The purpose of post-processing is to realize the artistic vision using the raw photographic data. Or just mess things up a bit.
Every photograph starts out with some kind of vision. That vision can range from a simple "that's cool, snapshot time!" to "if I shot a couple of long exposures here with a tele lens over a few hours, right around sunset, with a red sky, with that house in the center, I would be able to combine them into something really cool".
The photograph may not be formed, but the idea of it is already fully formed even before the shutter opens. What follows the creation of the idea is a capture process, where the camera and other equipment are used to capture relevant images.
The creative process, however, doesn't end when the capture process is completed. At the very least, we check if the image matches what we expected the camera to capture. For more complex visions, a more complex process may be required. Sometimes, one ends up considering ethical issues related to editing photos.

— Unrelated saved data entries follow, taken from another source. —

use chrono::{DateTime, Utc};
use serde::{Deserialize, Serialize};

use super::{ChannelId, UserId};

/// Unique identifier for a message.
#[derive(Debug, Clone, Copy, PartialEq, Eq, Hash, Serialize, Deserialize)]
pub struct MessageId(pub u64);

impl MessageId {
    /// Returns the underlying u64 value.
    #[must_use]
    pub const fn as_u64(self) -> u64 {
        self.0
    }
}

impl std::fmt::Display for MessageId {
    fn fmt(&self, f: &mut std::fmt::Formatter<'_>) -> std::fmt::Result {
        write!(f, "{}", self.0)
    }
}

impl From<u64> for MessageId {
    fn from(value: u64) -> Self {
        Self(value)
    }
}

impl From<&str> for MessageId {
    fn from(value: &str) -> Self {
        Self(value.parse().unwrap_or(0))
    }
}

/// Message type.
///
/// Everything other than [`MessageKind::Normal`] is generated by the
/// server (join/leave notices, channel property changes) rather than
/// typed by a user.
#[derive(Debug, Clone, Copy, PartialEq, Eq, Serialize, Deserialize, Default)]
#[serde(rename_all = "snake_case")]
#[allow(missing_docs)]
pub enum MessageKind {
    #[default]
    Normal,
    JoinChannel,
    LeaveChannel,
    AddToChannel,
    RemoveFromChannel,
    HeaderChange,
    PurposeChange,
    DisplaynameChange,
    ChannelArchived,
    ChannelUnarchived,
}

impl MessageKind {
    /// Returns true if this is a regular user-authored message.
    #[must_use]
    pub const fn is_regular(self) -> bool {
        matches!(self, Self::Normal)
    }

    /// Returns true if this is a system-generated message.
    #[must_use]
    pub const fn is_system(self) -> bool {
        !self.is_regular()
    }
}

/// Chat message entity.
///
/// A message with no `root_id` is itself a thread root. `reply_count` and
/// `is_following` mirror the aggregation counters the server denormalizes
/// onto root messages, so a thread can be synthesized from the root alone
/// before its aggregation record is loaded.
#[derive(Debug, Clone, Serialize, Deserialize, PartialEq, Eq)]
#[allow(missing_docs)]
pub struct Message {
    id: MessageId,
    channel_id: ChannelId,
    author_id: UserId,
    text: String,
    created_at: DateTime<Utc>,
    edited_at: Option<DateTime<Utc>>,
    kind: MessageKind,
    #[serde(default)]
    root_id: Option<MessageId>,
    #[serde(default)]
    pinned: bool,
    #[serde(default)]
    reply_count: u32,
    #[serde(default)]
    is_following: Option<bool>,
}

#[allow(missing_docs)]
impl Message {
    #[must_use]
    pub fn new(
        id: impl Into<MessageId>,
        channel_id: impl Into<ChannelId>,
        author_id: impl Into<UserId>,
        text: impl Into<String>,
        created_at: DateTime<Utc>,
    ) -> Self {
        Self {
            id: id.into(),
            channel_id: channel_id.into(),
            author_id: author_id.into(),
            text: text.into(),
            created_at,
            edited_at: None,
            kind: MessageKind::Normal,
            root_id: None,
            pinned: false,
            reply_count: 0,
            is_following: None,
        }
    }

    #[must_use]
    pub const fn with_kind(mut self, kind: MessageKind) -> Self {
        self.kind = kind;
        self
    }

    #[must_use]
    pub fn with_root(mut self, root_id: impl Into<MessageId>) -> Self {
        self.root_id = Some(root_id.into());
        self
    }

    #[must_use]
    pub const fn with_edited_at(mut self, timestamp: DateTime<Utc>) -> Self {
        self.edited_at = Some(timestamp);
        self
    }

    #[must_use]
    pub const fn with_pinned(mut self, pinned: bool) -> Self {
        self.pinned = pinned;
        self
    }

    #[must_use]
    pub const fn with_reply_count(mut self, count: u32) -> Self {
        self.reply_count = count;
        self
    }

    #[must_use]
    pub const fn with_following(mut self, following: bool) -> Self {
        self.is_following = Some(following);
        self
    }

    #[must_use]
    pub const fn id(&self) -> MessageId {
        self.id
    }

    #[must_use]
    pub const fn channel_id(&self) -> ChannelId {
        self.channel_id
    }

    #[must_use]
    pub const fn author_id(&self) -> UserId {
        self.author_id
    }

    #[must_use]
    pub fn text(&self) -> &str {
        &self.text
    }

    #[must_use]
    pub const fn created_at(&self) -> DateTime<Utc> {
        self.created_at
    }

    #[must_use]
    pub const fn edited_at(&self) -> Option<DateTime<Utc>> {
        self.edited_at
    }

    #[must_use]
    pub const fn kind(&self) -> MessageKind {
        self.kind
    }

    #[must_use]
    pub const fn root_id(&self) -> Option<MessageId> {
        self.root_id
    }

    /// The id of the thread this message belongs to: its root's id, or its
    /// own id when the message is itself a root.
    #[must_use]
    pub fn thread_root_id(&self) -> MessageId {
        self.root_id.unwrap_or(self.id)
    }

    /// Returns true when the message starts its own thread.
    #[must_use]
    pub const fn is_root(&self) -> bool {
        self.root_id.is_none()
    }

    #[must_use]
    pub const fn is_pinned(&self) -> bool {
        self.pinned
    }

    #[must_use]
    pub const fn is_edited(&self) -> bool {
        self.edited_at.is_some()
    }

    #[must_use]
    pub const fn is_system(&self) -> bool {
        self.kind.is_system()
    }

    #[must_use]
    pub const fn reply_count(&self) -> u32 {
        self.reply_count
    }

    #[must_use]
    pub const fn is_following(&self) -> Option<bool> {
        self.is_following
    }
}

#[cfg(test)]
mod tests {
    use super::*;

    #[test]
    fn test_message_creation() {
        let message = Message::new(1_u64, 100_u64, 7_u64, "Hello, world!", Utc::now());

        assert_eq!(message.id().as_u64(), 1);
        assert_eq!(message.channel_id().as_u64(), 100);
        assert_eq!(message.text(), "Hello, world!");
        assert!(message.is_root());
        assert!(!message.is_edited());
        assert!(!message.is_system());
        assert_eq!(message.reply_count(), 0);
    }

    #[test]
    fn test_thread_root_id_for_reply() {
        let reply = Message::new(2_u64, 100_u64, 7_u64, "a reply", Utc::now()).with_root(1_u64);

        assert!(!reply.is_root());
        assert_eq!(reply.thread_root_id().as_u64(), 1);
    }

    #[test]
    fn test_thread_root_id_for_root() {
        let root = Message::new(1_u64, 100_u64, 7_u64, "a root", Utc::now());
        assert_eq!(root.thread_root_id(), root.id());
    }

    #[test]
    fn test_message_kind_is_system() {
        assert!(MessageKind::Normal.is_regular());
        assert!(!MessageKind::JoinChannel.is_regular());
        assert!(MessageKind::JoinChannel.is_system());
        assert!(MessageKind::HeaderChange.is_system());
    }

    #[test]
    fn test_message_id_from_string() {
        let id = MessageId::from("42");
        assert_eq!(id.as_u64(), 42);
    }

    #[test]
    fn test_message_deserializes_from_wire_shape() {
        let message: Message = serde_json::from_value(serde_json::json!({
            "id": 1,
            "channel_id": 100,
            "author_id": 7,
            "text": "hi",
            "created_at": "2024-05-01T12:00:00Z",
            "edited_at": null,
            "kind": "join_channel",
        }))
        .unwrap();

        assert_eq!(message.id(), MessageId(1));
        assert!(message.is_system());
        assert!(message.is_root());
        assert_eq!(message.reply_count(), 0);
    }
}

That is "post processing".
I prefer taking photos to editing them. Therefore I shoot JPEG, and do some very quick edits. The goal is to spend about a minute or two per photo. I use Adobe Photoshop CS5[a], but the steps below can be done in any image editor. For those on a budget, I'd recommend PhotoLine[b]. I've only briefly played with it, but I was able to do anything I normally do in Photoshop.
The first step is to decide what to do. I decompose the image into three aspects:
Subject: this is what you want to show. That which isn't background.
Focus: this is the most important bit of the subject, and the point where you want the observer's eyes to be drawn to first.
Direction: The "direction" of the image can be the axis along which the subject moves, or any kind of directionality in the subject itself.
The decomposition doesn't have to be slavishly followed - sometimes there is no subject/background distinction, point of focus or direction. But thinking about the photo in these terms can often help to bring out a strong photo from a so-so photo.
The editing process starts with converting the image to 16-bit per channel color. While not always required, I've had problems with banding often enough that I save time in the medium- to long run by always editing in 16-bit.
After that comes a shadow / highlight filter. I do no highlight recovery, since the image is already "exposed to the left", and a little shadow recovery.
Then another brightening of shadows in preparation for the fourth and last preparation step: a contrast boost. In this article I'm just going to go through the Photoshop layer stack, so these two steps are §10. Shadows and §11. Contrast
All of these steps are stored as a macro in Photoshop. I just load up the original JPEG and press Ctrl+Shift+F7.
I rarely do any extra sharpening in post-processing. Sometimes, however, it might be worth it in order to bring out some fine detail such as the fur around the eye in this example.
Most images are not prefectly exposed. I insert a curves or levels layer right above the shadow / highlight layer and tweak it for overall exposure.
5. Overall Temperature
The camera gets the white balance right in 99 out of 100 shots, but sometimes you just have to help it a little bit. A Color Balance layer does the job. To redden a bluish image, increase red and yellow in equal amounts; to bluen a reddish image, increase cyan and blue in equal amounts. For serious color-bending I use a curves layer and the "gray point" tool followed by some manual tweaking. In this case I think the color temperature is just fine.
A curves layer with a mask darkens the parts of the image that isn't part of the subject. I usually use a 500px brush to paint the mask, followed by a 250px Gaussian blur.
A curves layer with a circular gradient mask darkens the parts of the image that isn't part of the focus. I make the gradient cover the whole photo, so there is no spotlight effect.
Another curves layer with a mask brings out a sense of direction and movement. In this case I'm really stretching it - the dog wasn't moving, and the image doesn't really have a diagonal - but it can be argued that the shape of the head gives the image a little bit of diagonal direction.
9. Final Brightness
All these curves layers have made the image really dark, so we bring things back to normal by brightening everything. Note that any areas that went untouched by the previous three layers may now end up being very bright. If this is the case, consider easing up on the darkening layers. For this example, I think the result was just fine. Any more brightening would have started to blow out the white parts of the fur.
Right before adding contrast I add a layer that brightens the shadows a bit.
This is the layer that usually transforms what the image looks like. The S-shaped contrast curve amplifies all the previous adjustments, saturates colors and deepen the blacks.
Increasing contrast also increases the saturation of the image, which can make color appear where there shouldn't be any. In particular, people's skin may appear flustered. A de-saturation layer usually does the trick of bringing things back to normal. For added effect, I mask that layer here, so that the blue eyes remain saturated.
13. Final Tweaks
There is always space for some extra tweaking. For example:
Using the healing brush and the cloning stamp to remove sensor dust.
Selective darkening / lightening of areas.
Selective white balance changes to emphasize cold / warm areas.
Cropping to remove wasted space.
Rotating / straightening - very useful for images with grids or other ruler-straight elements.
In fact, one can spend infinite time on post-processing. But I prefer - and I hope you do, too - to go out and capture more images to sitting in front of Photoshop.